About this exercise
Starting with the first line, output the data exactly, through to the last line.

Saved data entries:
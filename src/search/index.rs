//! Fuzzy search index over the item set.
//!
//! This module implements [`SearchIndex`], the precomputed search structure
//! the filter consults on every query. Building the index is O(n) in the
//! number of items; it happens once per mutation rather than per keystroke,
//! so a query only pays for matching, not for normalization.
//!
//! # Matching
//!
//! Each item exposes five searchable fields: name, tags, url, group, and
//! description. A query matches an item when the Skim fuzzy matcher accepts
//! it against any of those fields; the item's relevance is the best score
//! across the fields. Results are ordered best-first, with store order
//! breaking ties.

use crate::domain::item::Item;
use fuzzy_matcher::skim::SkimMatcherV2;
use fuzzy_matcher::FuzzyMatcher;

/// One indexed item with its pre-lowered haystacks.
#[derive(Debug, Clone)]
struct IndexEntry {
    item: Item,
    haystacks: [String; 5],
}

/// Precomputed fuzzy-search structure, rebuilt on every item mutation.
#[derive(Debug, Clone, Default)]
pub struct SearchIndex {
    entries: Vec<IndexEntry>,
}

impl SearchIndex {
    /// Builds an index over the given items, replacing any prior contents.
    ///
    /// Haystacks are lowercased here once so queries can be matched
    /// case-insensitively without re-normalizing per keystroke.
    #[must_use]
    pub fn build(items: &[Item]) -> Self {
        let entries = items
            .iter()
            .map(|item| IndexEntry {
                haystacks: [
                    item.name.to_lowercase(),
                    item.tags.to_lowercase(),
                    item.url.to_lowercase(),
                    item.group.to_lowercase(),
                    item.description.to_lowercase(),
                ],
                item: item.clone(),
            })
            .collect();

        Self { entries }
    }

    /// Rebuilds the index in place after the item set changed.
    pub fn rebuild(&mut self, items: &[Item]) {
        *self = Self::build(items);
    }

    /// Returns ranked matches for the query, best first.
    ///
    /// The query is trimmed and lowercased before matching. Ties keep store
    /// order. An empty item set yields an empty result; deciding what an
    /// empty query means is the caller's business.
    #[must_use]
    pub fn search(&self, query: &str) -> Vec<Item> {
        let _span = tracing::debug_span!("search", query_len = query.len()).entered();

        let needle = query.trim().to_lowercase();
        let matcher = SkimMatcherV2::default();

        let mut scored: Vec<(i64, &Item)> = self
            .entries
            .iter()
            .filter_map(|entry| {
                entry
                    .haystacks
                    .iter()
                    .filter_map(|haystack| matcher.fuzzy_match(haystack, &needle))
                    .max()
                    .map(|score| (score, &entry.item))
            })
            .collect();

        scored.sort_by(|a, b| b.0.cmp(&a.0));

        tracing::debug!(matched = scored.len(), "search complete");
        scored.into_iter().map(|(_, item)| item.clone()).collect()
    }

    /// Number of indexed items.
    #[must_use]
    pub fn len(&self) -> usize {
        self.entries.len()
    }

    /// Whether the index holds no items.
    #[must_use]
    pub fn is_empty(&self) -> bool {
        self.entries.is_empty()
    }
}

#[cfg(test)]
mod tests {
    use super::*;

    fn item(id: &str, name: &str, tags: &str, group: &str, description: &str) -> Item {
        Item {
            id: id.to_string(),
            name: name.to_string(),
            tags: tags.to_string(),
            url: format!("https://{id}.example"),
            icon: String::new(),
            group: group.to_string(),
            description: description.to_string(),
        }
    }

    fn sample() -> Vec<Item> {
        vec![
            item("a", "Tide Charts", "ocean sailing", "outdoors", "Coastal conditions"),
            item("b", "Task Diary", "todo", "work", "Daily planner"),
            item("c", "Weather", "forecast", "daily", "Rain and tide tables"),
        ]
    }

    #[test]
    fn matches_across_all_searchable_fields() {
        let index = SearchIndex::build(&sample());

        assert!(index.search("sailing").iter().any(|i| i.id == "a"));
        assert!(index.search("work").iter().any(|i| i.id == "b"));
        assert!(index.search("planner").iter().any(|i| i.id == "b"));
        assert!(index.search("forecast").iter().any(|i| i.id == "c"));
    }

    #[test]
    fn ranks_tighter_matches_first() {
        let index = SearchIndex::build(&sample());

        let results = index.search("tide");
        assert!(!results.is_empty());
        assert_eq!(results[0].id, "a");
    }

    #[test]
    fn matching_is_case_insensitive() {
        let index = SearchIndex::build(&sample());

        assert!(!index.search("TIDE").is_empty());
        assert!(!index.search("Tide").is_empty());
    }

    #[test]
    fn unmatched_queries_yield_nothing() {
        let index = SearchIndex::build(&sample());

        assert!(index.search("zzzzqqq").is_empty());
    }

    #[test]
    fn empty_index_yields_nothing() {
        let index = SearchIndex::build(&[]);

        assert!(index.search("anything").is_empty());
        assert!(index.is_empty());
    }

    #[test]
    fn rebuild_reflects_the_new_item_set() {
        let mut index = SearchIndex::build(&sample());
        assert_eq!(index.len(), 3);

        index.rebuild(&sample()[..1]);
        assert_eq!(index.len(), 1);
        assert!(index.search("diary").is_empty());
    }
}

Solution to the exercise
filename src/search/index.rs
//! Fuzzy search index over the item set.
//!
//! This module implements [`SearchIndex`], the precomputed search structure
//! the filter consults on every query. Building the index is O(n) in the
//! number of items; it happens once per mutation rather than per keystroke,
//! so a query only pays for matching, not for normalization.
//!
//! # Matching
//!
//! Each item exposes five searchable fields: name, tags, url, group, and
//! description. A query matches an item when the Skim fuzzy matcher accepts
//! it against any of those fields; the item's relevance is the best score
//! across the fields. Results are ordered best-first, with store order
//! breaking ties.

use crate::domain::item::Item;
use fuzzy_matcher::skim::SkimMatcherV2;
use fuzzy_matcher::FuzzyMatcher;

/// One indexed item with its pre-lowered haystacks.
#[derive(Debug, Clone)]
struct IndexEntry {
    item: Item,
    haystacks: [String; 5],
}

/// Precomputed fuzzy-search structure, rebuilt on every item mutation.
#[derive(Debug, Clone, Default)]
pub struct SearchIndex {
    entries: Vec<IndexEntry>,
}

impl SearchIndex {
    /// Builds an index over the given items, replacing any prior contents.
    ///
    /// Haystacks are lowercased here once so queries can be matched
    /// case-insensitively without re-normalizing per keystroke.
    #[must_use]
    pub fn build(items: &[Item]) -> Self {
        let entries = items
            .iter()
            .map(|item| IndexEntry {
                haystacks: [
                    item.name.to_lowercase(),
                    item.tags.to_lowercase(),
                    item.url.to_lowercase(),
                    item.group.to_lowercase(),
                    item.description.to_lowercase(),
                ],
                item: item.clone(),
            })
            .collect();

        Self { entries }
    }

    /// Rebuilds the index in place after the item set changed.
    pub fn rebuild(&mut self, items: &[Item]) {
        *self = Self::build(items);
    }

    /// Returns ranked matches for the query, best first.
    ///
    /// The query is trimmed and lowercased before matching. Ties keep store
    /// order. An empty item set yields an empty result; deciding what an
    /// empty query means is the caller's business.
    #[must_use]
    pub fn search(&self, query: &str) -> Vec<Item> {
        let _span = tracing::debug_span!("search", query_len = query.len()).entered();

        let needle = query.trim().to_lowercase();
        let matcher = SkimMatcherV2::default();

        let mut scored: Vec<(i64, &Item)> = self
            .entries
            .iter()
            .filter_map(|entry| {
                entry
                    .haystacks
                    .iter()
                    .filter_map(|haystack| matcher.fuzzy_match(haystack, &needle))
                    .max()
                    .map(|score| (score, &entry.item))
            })
            .collect();

        scored.sort_by(|a, b| b.0.cmp(&a.0));

        tracing::debug!(matched = scored.len(), "search complete");
        scored.into_iter().map(|(_, item)| item.clone()).collect()
    }

    /// Number of indexed items.
    #[must_use]
    pub fn len(&self) -> usize {
        self.entries.len()
    }

    /// Whether the index holds no items.
    #[must_use]
    pub fn is_empty(&self) -> bool {
        self.entries.is_empty()
    }
}

#[cfg(test)]
mod tests {
    use super::*;

    fn item(id: &str, name: &str, tags: &str, group: &str, description: &str) -> Item {
        Item {
            id: id.to_string(),
            name: name.to_string(),
            tags: tags.to_string(),
            url: format!("https://{id}.example"),
            icon: String::new(),
            group: group.to_string(),
            description: description.to_string(),
        }
    }

    fn sample() -> Vec<Item> {
        vec![
            item("a", "Tide Charts", "ocean sailing", "outdoors", "Coastal conditions"),
            item("b", "Task Diary", "todo", "work", "Daily planner"),
            item("c", "Weather", "forecast", "daily", "Rain and tide tables"),
        ]
    }

    #[test]
    fn matches_across_all_searchable_fields() {
        let index = SearchIndex::build(&sample());

        assert!(index.search("sailing").iter().any(|i| i.id == "a"));
        assert!(index.search("work").iter().any(|i| i.id == "b"));
        assert!(index.search("planner").iter().any(|i| i.id == "b"));
        assert!(index.search("forecast").iter().any(|i| i.id == "c"));
    }

    #[test]
    fn ranks_tighter_matches_first() {
        let index = SearchIndex::build(&sample());

        let results = index.search("tide");
        assert!(!results.is_empty());
        assert_eq!(results[0].id, "a");
    }

    #[test]
    fn matching_is_case_insensitive() {
        let index = SearchIndex::build(&sample());

        assert!(!index.search("TIDE").is_empty());
        assert!(!index.search("Tide").is_empty());
    }

    #[test]
    fn unmatched_queries_yield_nothing() {
        let index = SearchIndex::build(&sample());

        assert!(index.search("zzzzqqq").is_empty());
    }

    #[test]
    fn empty_index_yields_nothing() {
        let index = SearchIndex::build(&[]);

        assert!(index.search("anything").is_empty());
        assert!(index.is_empty());
    }

    #[test]
    fn rebuild_reflects_the_new_item_set() {
        let mut index = SearchIndex::build(&sample());
        assert_eq!(index.len(), 3);

        index.rebuild(&sample()[..1]);
        assert_eq!(index.len(), 1);
        assert!(index.search("diary").is_empty());
    }
}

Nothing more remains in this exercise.